In Flagstaff, Ariz., the same year, a bus ran off the road, throwing five teen-agers out the windows and injuring 31. Two of the students suffered brain damage and paralysis. And in Monticello, Minn., three children died when a gravel truck collided with their school bus.
Altogether, the board has investigated seven school bus accidents in the past few years involving nine fatalities and 121 injuries.
"We've been seeing the occurrence of fatalities in these types of accidents, and we're looking to see what we can do about it, if anything," said Black, who was the on-site investigator in two of the accidents and chaired a national hearing on the issue last fall.
Prior studies evaluated the performance of buses in head-on collisions and rollovers. The NTSB is focusing now on whether belts could make a difference in side-impact accidents. But a $1 million NHTSA study required by Congress is only half done, and some say that any recommendation before those results would be premature.
"I think it will be difficult for them to reach a conclusion this early," said Karen Finkel of the National School Transportation Association. "Without science in hand, it's anybody's guess what is the right answer."
The NHTSA study is looking beyond lap belts to the possible benefits of shoulder belts and restraining bars.
The American Academy of Pediatrics is among several medical groups that support belts in school buses. Deaths and injuries could be reduced by 20 percent, the group says.
"If it gets kids into the habit of putting on seat belts, and if it does save a life, it is worthwhile even if it is not particularly cost-effective," said Dr. Howard L. Taras, a San Diego pediatrician on the academy's school health committee.
Among the pluses: Mandatory belt use would virtually eliminate the risk of ejection during an accident and would keep students in their seats, some say.

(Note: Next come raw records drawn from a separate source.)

//! Best-effort enrichment of state vectors.
//!
//! Resolvers never return errors. Remote failures are logged and replaced by
//! fallback strings so the pipeline always produces a complete record.

pub mod metadata;
pub mod route;

pub use metadata::{
    airline_code, resolve_airline, resolve_flight_number, static_aircraft_type, MetadataResolver,
    PRIVATE_AIRLINE, UNKNOWN_FLIGHT_NUMBER, UNKNOWN_TYPE,
};
pub use route::{route_label, Route, RouteResolver, UNKNOWN_FLIGHT};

"Anyone restrained by a seat belt, for the most part, is less likely to be killed -- we've known that for decades," said Mark Edwards, managing director of traffic safety for AAA.

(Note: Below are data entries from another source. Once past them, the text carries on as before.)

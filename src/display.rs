// Copyright 2025 Chris Custine
//
// Licensed under the Apache License, Version 2.0 (the "License");
// you may not use this file except in compliance with the License.
// You may obtain a copy of the License at
//
//     http://www.apache.org/licenses/LICENSE-2.0
//
// Unless required by applicable law or agreed to in writing, software
// distributed under the License is distributed on an "AS IS" BASIS,
// WITHOUT WARRANTIES OR CONDITIONS OF ANY KIND, either express or implied.
// See the License for the specific language governing permissions and
// limitations under the License.

//! Terminal rendering of pipeline snapshots.
//!
//! One card per aircraft, a "clear skies" line when nothing is nearby, and
//! banners for fetch errors and deferred refreshes. `--json` switches to a
//! machine-readable snapshot instead.

use chrono::Local;
use overhead_client::{DisplayRecord, Snapshot};
use serde_json::json;

/// How snapshots are written to stdout.
#[derive(Debug, Clone, Copy)]
pub struct View {
    pub json: bool,
}

impl View {
    pub fn render(&self, snapshot: &Snapshot) {
        if self.json {
            println!("{}", snapshot_json(snapshot));
        } else {
            print!("{}", format_snapshot(snapshot));
        }
    }
}

fn format_card(record: &DisplayRecord) -> String {
    let mut details = format!("{} | {:.1} km", record.aircraft_type, record.distance_km);
    if record.on_ground {
        details.push_str(" | on ground");
    }

    format!(
        "  {}\n    {} | {}\n    {}\n",
        record.label,
        record.airline,
        record.flight_designator(),
        details
    )
}

/// Human-readable rendering of one refresh.
pub fn format_snapshot(snapshot: &Snapshot) -> String {
    let mut out = format!("\nFlights Overhead | {}\n", Local::now().format("%Y-%m-%d %H:%M:%S"));

    if let Some(e) = &snapshot.error {
        out.push_str(&format!("  Error fetching flight data: {e}\n"));
    }
    if let Some(advisory) = &snapshot.advisory {
        out.push_str(&format!("  Warning: {advisory}\n"));
    }

    if snapshot.is_clear_skies() {
        out.push_str("  Clear skies above!\n");
    }

    for record in &snapshot.records {
        out.push('\n');
        out.push_str(&format_card(record));
    }

    out
}

/// JSON rendering of one refresh.
pub fn snapshot_json(snapshot: &Snapshot) -> serde_json::Value {
    json!({
        "fetched_at": snapshot.fetched_at,
        "clear_skies": snapshot.is_clear_skies(),
        "error": snapshot.error.as_ref().map(ToString::to_string),
        "advisory": snapshot.advisory.map(|a| a.to_string()),
        "records": snapshot.records,
    })
}

#[cfg(test)]
mod tests {
    use super::*;
    use overhead_client::{FetchError, RateLimitAdvisory};
    use std::time::Duration;

    fn record() -> DisplayRecord {
        DisplayRecord {
            label: "To San Jose".to_string(),
            airline: "United Airlines".to_string(),
            airline_code: "UAL".to_string(),
            flight_number: "123".to_string(),
            aircraft_type: "Airbus A320".to_string(),
            icao24: "a1b2c3".to_string(),
            callsign: "UAL123".to_string(),
            distance_km: 1.24,
            on_ground: false,
        }
    }

    #[test]
    fn test_card_contents() {
        let snapshot = Snapshot {
            records: vec![record()],
            ..Default::default()
        };
        let text = format_snapshot(&snapshot);
        assert!(text.contains("To San Jose"));
        assert!(text.contains("United Airlines | UAL123"));
        assert!(text.contains("Airbus A320 | 1.2 km"));
        assert!(!text.contains("Clear skies"));
    }

    #[test]
    fn test_clear_skies_and_error_are_different() {
        let clear = format_snapshot(&Snapshot::default());
        assert!(clear.contains("Clear skies above!"));

        let failed = format_snapshot(&Snapshot {
            error: Some(FetchError::Timeout {
                url: "https://opensky-network.org/api/states/all".to_string(),
            }),
            ..Default::default()
        });
        assert!(failed.contains("Error fetching flight data"));
        assert!(!failed.contains("Clear skies"));
    }

    #[test]
    fn test_advisory_banner() {
        let text = format_snapshot(&Snapshot {
            advisory: Some(RateLimitAdvisory {
                retry_in: Duration::from_secs(7),
            }),
            ..Default::default()
        });
        assert!(text.contains("Warning: Too soon to refresh, retry in 7 seconds"));
    }

    #[test]
    fn test_json_snapshot() {
        let value = snapshot_json(&Snapshot {
            records: vec![record()],
            ..Default::default()
        });
        assert_eq!(value["clear_skies"], false);
        assert_eq!(value["records"][0]["airline"], "United Airlines");
        assert!(value["error"].is_null());
    }
}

Yet Edwards is among those who say belts on buses are not necessary.
"The people most at risk in a school bus crash are the people in the car that hit it," he said. "If you're worried about your children's safety, put them on a school bus."
In the Red House Run Elementary School district in Baltimore County, a school bus crash in June killed the driver, but did little to erase parents' questions about whether seat belts are necessary.

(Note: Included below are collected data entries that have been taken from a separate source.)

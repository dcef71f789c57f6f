// Copyright 2025 Chris Custine
//
// Licensed under the Apache License, Version 2.0 (the "License");
// you may not use this file except in compliance with the License.
// You may obtain a copy of the License at
//
//     http://www.apache.org/licenses/LICENSE-2.0
//
// Unless required by applicable law or agreed to in writing, software
// distributed under the License is distributed on an "AS IS" BASIS,
// WITHOUT WARRANTIES OR CONDITIONS OF ANY KIND, either express or implied.
// See the License for the specific language governing permissions and
// limitations under the License.

//! Proximity filtering and enrichment pipeline.
//!
//! One [`Pipeline::run`] per refresh trigger:
//!
//! 1. obtain bulk state vectors, gated by [`FetchGate`] and cached in a [`TtlCache`]
//! 2. keep the ones within the configured radius of home
//! 3. resolve aircraft type and route label for each survivor, concurrently
//! 4. return [`DisplayRecord`]s in upstream order
//!
//! An empty record list with no error means clear skies. A bulk fetch failure
//! is reported in [`Snapshot::error`] and yields no records for that cycle.

use std::sync::Arc;
use std::time::Duration;

use chrono::{DateTime, Utc};
use log::{error, info, warn};
use serde::Serialize;
use tokio::sync::{Mutex as AsyncMutex, Semaphore};
use tokio::task::JoinSet;

use crate::cache::TtlCache;
use crate::clock::{Clock, SystemClock};
use crate::error::{ConfigError, FetchError};
use crate::gate::{FetchGate, GateDecision, GateState, RateLimitAdvisory};
use crate::geo;
use crate::opensky::{FlightDataSource, StateVector};
use crate::resolver::{
    airline_code, resolve_airline, resolve_flight_number, MetadataResolver, RouteResolver,
    UNKNOWN_FLIGHT_NUMBER,
};

/// Home location used when none is configured (near San Jose airport).
pub const DEFAULT_HOME: (f64, f64) = (37.399_746, -121.962_585);
/// Two statute miles.
pub const DEFAULT_RADIUS_KM: f64 = 3.2;

/// Configuration for the pipeline.
#[derive(Debug, Clone)]
pub struct PipelineConfig {
    /// Home latitude in degrees.
    pub home_latitude: f64,
    /// Home longitude in degrees.
    pub home_longitude: f64,
    /// Inclusion radius around home in kilometres.
    pub radius_km: f64,
    /// How long a bulk state snapshot is served before refetching.
    pub state_ttl: Duration,
    /// Minimum spacing between successful bulk fetches.
    pub min_refetch_interval: Duration,
    /// How long remote aircraft type answers are kept.
    pub metadata_ttl: Duration,
    /// Trailing window queried for route data.
    pub route_window: Duration,
    /// How long route answers are kept (never shorter than the window).
    pub route_ttl: Duration,
    /// Try the static aircraft type table before the remote lookup.
    pub static_type_lookup: bool,
    /// Query the remote metadata endpoint when the static table misses.
    pub remote_metadata: bool,
    /// Upper bound on aircraft enriched at the same time.
    pub max_concurrent_lookups: usize,
}

impl Default for PipelineConfig {
    fn default() -> Self {
        Self {
            home_latitude: DEFAULT_HOME.0,
            home_longitude: DEFAULT_HOME.1,
            radius_km: DEFAULT_RADIUS_KM,
            state_ttl: Duration::from_secs(15),
            min_refetch_interval: Duration::from_secs(15),
            metadata_ttl: Duration::from_secs(3600 * 24),
            route_window: Duration::from_secs(3600 * 2),
            route_ttl: Duration::from_secs(3600 * 2),
            static_type_lookup: true,
            remote_metadata: true,
            max_concurrent_lookups: 8,
        }
    }
}

impl PipelineConfig {
    /// Check the configuration and normalise dependent values.
    ///
    /// The bulk state TTL is raised to the minimum refetch interval so that a
    /// Fresh gate always has a live snapshot to serve.
    pub fn validate(mut self) -> Result<Self, ConfigError> {
        let (lat, lon) = (self.home_latitude, self.home_longitude);
        if !lat.is_finite() || !lon.is_finite() || lat.abs() > 90.0 || lon.abs() > 180.0 {
            return Err(ConfigError::InvalidCoordinate {
                latitude: lat,
                longitude: lon,
            });
        }

        if !self.radius_km.is_finite() || self.radius_km <= 0.0 {
            return Err(ConfigError::InvalidRadius(self.radius_km));
        }

        if self.route_window.is_zero() {
            return Err(ConfigError::ZeroDuration("route window"));
        }

        if self.state_ttl < self.min_refetch_interval {
            warn!(
                "State TTL {}s is shorter than the minimum refetch interval, using {}s",
                self.state_ttl.as_secs(),
                self.min_refetch_interval.as_secs()
            );
            self.state_ttl = self.min_refetch_interval;
        }

        self.route_ttl = self.route_ttl.max(self.route_window);
        self.max_concurrent_lookups = self.max_concurrent_lookups.max(1);

        Ok(self)
    }
}

/// What caused a pipeline run.
#[derive(Debug, Clone, Copy, PartialEq, Eq)]
pub enum Trigger {
    /// Periodic timer tick.
    Scheduled,
    /// Explicit user request to refresh now.
    Forced,
}

/// One aircraft near home, ready for display.
#[derive(Debug, Clone, PartialEq, Serialize)]
pub struct DisplayRecord {
    /// Destination label, e.g. "To San Jose".
    pub label: String,
    pub airline: String,
    pub airline_code: String,
    pub flight_number: String,
    pub aircraft_type: String,
    pub icao24: String,
    /// Trimmed callsign.
    pub callsign: String,
    pub distance_km: f64,
    pub on_ground: bool,
}

impl DisplayRecord {
    fn new(state: &StateVector, distance_km: f64, label: String, aircraft_type: String) -> Self {
        Self {
            label,
            airline: resolve_airline(&state.callsign).to_string(),
            airline_code: airline_code(&state.callsign),
            flight_number: resolve_flight_number(&state.callsign),
            aircraft_type,
            icao24: state.icao24.clone(),
            callsign: state.callsign.trim().to_string(),
            distance_km,
            on_ground: state.on_ground,
        }
    }

    /// Carrier code and number, e.g. "UAL123".
    #[must_use]
    pub fn flight_designator(&self) -> String {
        if self.flight_number == UNKNOWN_FLIGHT_NUMBER {
            UNKNOWN_FLIGHT_NUMBER.to_string()
        } else {
            format!("{}{}", self.airline_code, self.flight_number)
        }
    }
}

/// Result of one pipeline run.
#[derive(Debug, Default)]
pub struct Snapshot {
    /// Aircraft near home, in upstream order.
    pub records: Vec<DisplayRecord>,
    /// Bulk fetch failure for this cycle.
    pub error: Option<FetchError>,
    /// Set when a forced refresh was refused by the fetch gate.
    pub advisory: Option<RateLimitAdvisory>,
    /// When the bulk state behind these records was fetched.
    pub fetched_at: Option<DateTime<Utc>>,
}

impl Snapshot {
    /// No nearby aircraft and no error.
    #[must_use]
    pub fn is_clear_skies(&self) -> bool {
        self.records.is_empty() && self.error.is_none()
    }
}

#[derive(Debug, Clone)]
struct StateBatch {
    states: Arc<Vec<StateVector>>,
    fetched_at: DateTime<Utc>,
}

#[derive(Debug, Default)]
struct BulkOutcome {
    batch: Option<StateBatch>,
    error: Option<FetchError>,
    advisory: Option<RateLimitAdvisory>,
}

/// The proximity pipeline. Owns its caches and fetch gate for the process lifetime.
pub struct Pipeline {
    config: PipelineConfig,
    source: Arc<dyn FlightDataSource>,
    gate: FetchGate,
    states: TtlCache<(), StateBatch>,
    // Serialises gate check + bulk fetch across concurrent runs
    bulk_lock: AsyncMutex<()>,
    metadata: Arc<MetadataResolver>,
    routes: Arc<RouteResolver>,
    lookup_permits: Arc<Semaphore>,
}

impl std::fmt::Debug for Pipeline {
    fn fmt(&self, f: &mut std::fmt::Formatter<'_>) -> std::fmt::Result {
        f.debug_struct("Pipeline")
            .field("config", &self.config)
            .field("gate", &self.gate)
            .field("metadata", &self.metadata)
            .field("routes", &self.routes)
            .finish_non_exhaustive()
    }
}

impl Pipeline {
    /// Create a pipeline on the system clock.
    pub fn new(config: PipelineConfig, source: Arc<dyn FlightDataSource>) -> Result<Self, ConfigError> {
        Self::with_clock(config, source, Arc::new(SystemClock))
    }

    /// Create a pipeline reading time from `clock`.
    pub fn with_clock(
        config: PipelineConfig,
        source: Arc<dyn FlightDataSource>,
        clock: Arc<dyn Clock>,
    ) -> Result<Self, ConfigError> {
        let config = config.validate()?;

        let metadata = MetadataResolver::new(
            Arc::clone(&source),
            config.metadata_ttl,
            Arc::clone(&clock),
            config.static_type_lookup,
            config.remote_metadata,
        );
        let routes = RouteResolver::new(
            Arc::clone(&source),
            config.route_window,
            config.route_ttl,
            Arc::clone(&clock),
        );

        Ok(Self {
            gate: FetchGate::new(config.min_refetch_interval, Arc::clone(&clock)),
            states: TtlCache::new(config.state_ttl, clock),
            bulk_lock: AsyncMutex::new(()),
            metadata: Arc::new(metadata),
            routes: Arc::new(routes),
            lookup_permits: Arc::new(Semaphore::new(config.max_concurrent_lookups)),
            source,
            config,
        })
    }

    #[must_use]
    pub fn config(&self) -> &PipelineConfig {
        &self.config
    }

    #[must_use]
    pub fn gate_state(&self) -> GateState {
        self.gate.state()
    }

    /// Run one refresh cycle.
    pub async fn run(&self, trigger: Trigger) -> Snapshot {
        let bulk = self.bulk_states(trigger).await;

        let Some(batch) = bulk.batch else {
            return Snapshot {
                records: Vec::new(),
                error: bulk.error,
                advisory: bulk.advisory,
                fetched_at: None,
            };
        };

        let nearby: Vec<(StateVector, f64)> = batch
            .states
            .iter()
            .filter_map(|sv| {
                geo::distance_within(
                    self.config.home_latitude,
                    self.config.home_longitude,
                    sv.latitude,
                    sv.longitude,
                    self.config.radius_km,
                )
                .map(|d| (sv.clone(), d))
            })
            .collect();

        info!(
            "{} of {} aircraft within {:.1} km of home",
            nearby.len(),
            batch.states.len(),
            self.config.radius_km
        );

        Snapshot {
            records: self.enrich(nearby).await,
            error: bulk.error,
            advisory: bulk.advisory,
            fetched_at: Some(batch.fetched_at),
        }
    }

    /// Drop expired entries from every cache. Returns how many were removed.
    pub fn purge_expired(&self) -> usize {
        self.states.invalidate_expired() + self.metadata.purge_expired() + self.routes.purge_expired()
    }

    async fn bulk_states(&self, trigger: Trigger) -> BulkOutcome {
        let force = trigger == Trigger::Forced;
        let _guard = self.bulk_lock.lock().await;

        if !force {
            if let Some(batch) = self.states.get(&()) {
                return BulkOutcome {
                    batch: Some(batch),
                    ..Default::default()
                };
            }
        }

        match self.gate.check(force) {
            GateDecision::UseCached => BulkOutcome {
                batch: self.states.get(&()),
                ..Default::default()
            },
            GateDecision::Deferred(advisory) => {
                info!("Forced refresh deferred: {}", advisory);
                BulkOutcome {
                    batch: self.states.get(&()),
                    advisory: Some(advisory),
                    ..Default::default()
                }
            }
            GateDecision::Fetch => {
                let started_at = self.gate.now();
                match self.source.fetch_states().await {
                    Ok(states) => {
                        self.gate.record_success(started_at);
                        let batch = StateBatch {
                            states: Arc::new(states),
                            fetched_at: Utc::now(),
                        };
                        self.states.put((), batch.clone());
                        BulkOutcome {
                            batch: Some(batch),
                            ..Default::default()
                        }
                    }
                    Err(e) => {
                        error!("Error fetching flight data: {}", e);
                        BulkOutcome {
                            error: Some(e),
                            ..Default::default()
                        }
                    }
                }
            }
        }
    }

    async fn enrich(&self, nearby: Vec<(StateVector, f64)>) -> Vec<DisplayRecord> {
        let mut tasks = JoinSet::new();

        for (index, (state, distance_km)) in nearby.into_iter().enumerate() {
            let metadata = Arc::clone(&self.metadata);
            let routes = Arc::clone(&self.routes);
            let permits = Arc::clone(&self.lookup_permits);

            tasks.spawn(async move {
                let _permit = permits.acquire_owned().await.ok();
                let (aircraft_type, label) = tokio::join!(
                    metadata.resolve_aircraft_type(&state.callsign, &state.icao24),
                    routes.resolve_label(&state.icao24, &state.callsign),
                );
                (index, DisplayRecord::new(&state, distance_km, label, aircraft_type))
            });
        }

        let mut enriched = Vec::with_capacity(tasks.len());
        while let Some(joined) = tasks.join_next().await {
            match joined {
                Ok(record) => enriched.push(record),
                Err(e) => error!("Enrichment task failed: {}", e),
            }
        }

        enriched.sort_by_key(|(index, _)| *index);
        enriched.into_iter().map(|(_, record)| record).collect()
    }
}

"At first, we all believed the buses should have them," said Tracey Boer, a PTA officer at the school and mother of three.
Then, she said, parents read about problems they'd never considered. Children on buses with seat belts used the metal buckles as weapons. They tied them across the aisle to trip each other. Horseplay might actually cause more problems, they reasoned.
Still, Boer said, a bus accident last year was the direct result of children "standing up and carrying on," blocking the driver's view and causing her to back into a tree. Would seat belts have made a difference?
"It's hard for parents to know which is best," said Boer.
When the transportation board meets Sept. 21, Black said he expects no rush to judgment. Any restraint system members supported would have to be proven safe for all passengers -- from the smallest kindergartners to high school fullbacks, he noted.
"We're going to have to see the test results to support it," he said. "A decision was made to endorse air bags prior to testing, and the net result is we had some people killed and injured who should not have been. We don't want to repeat that mistake."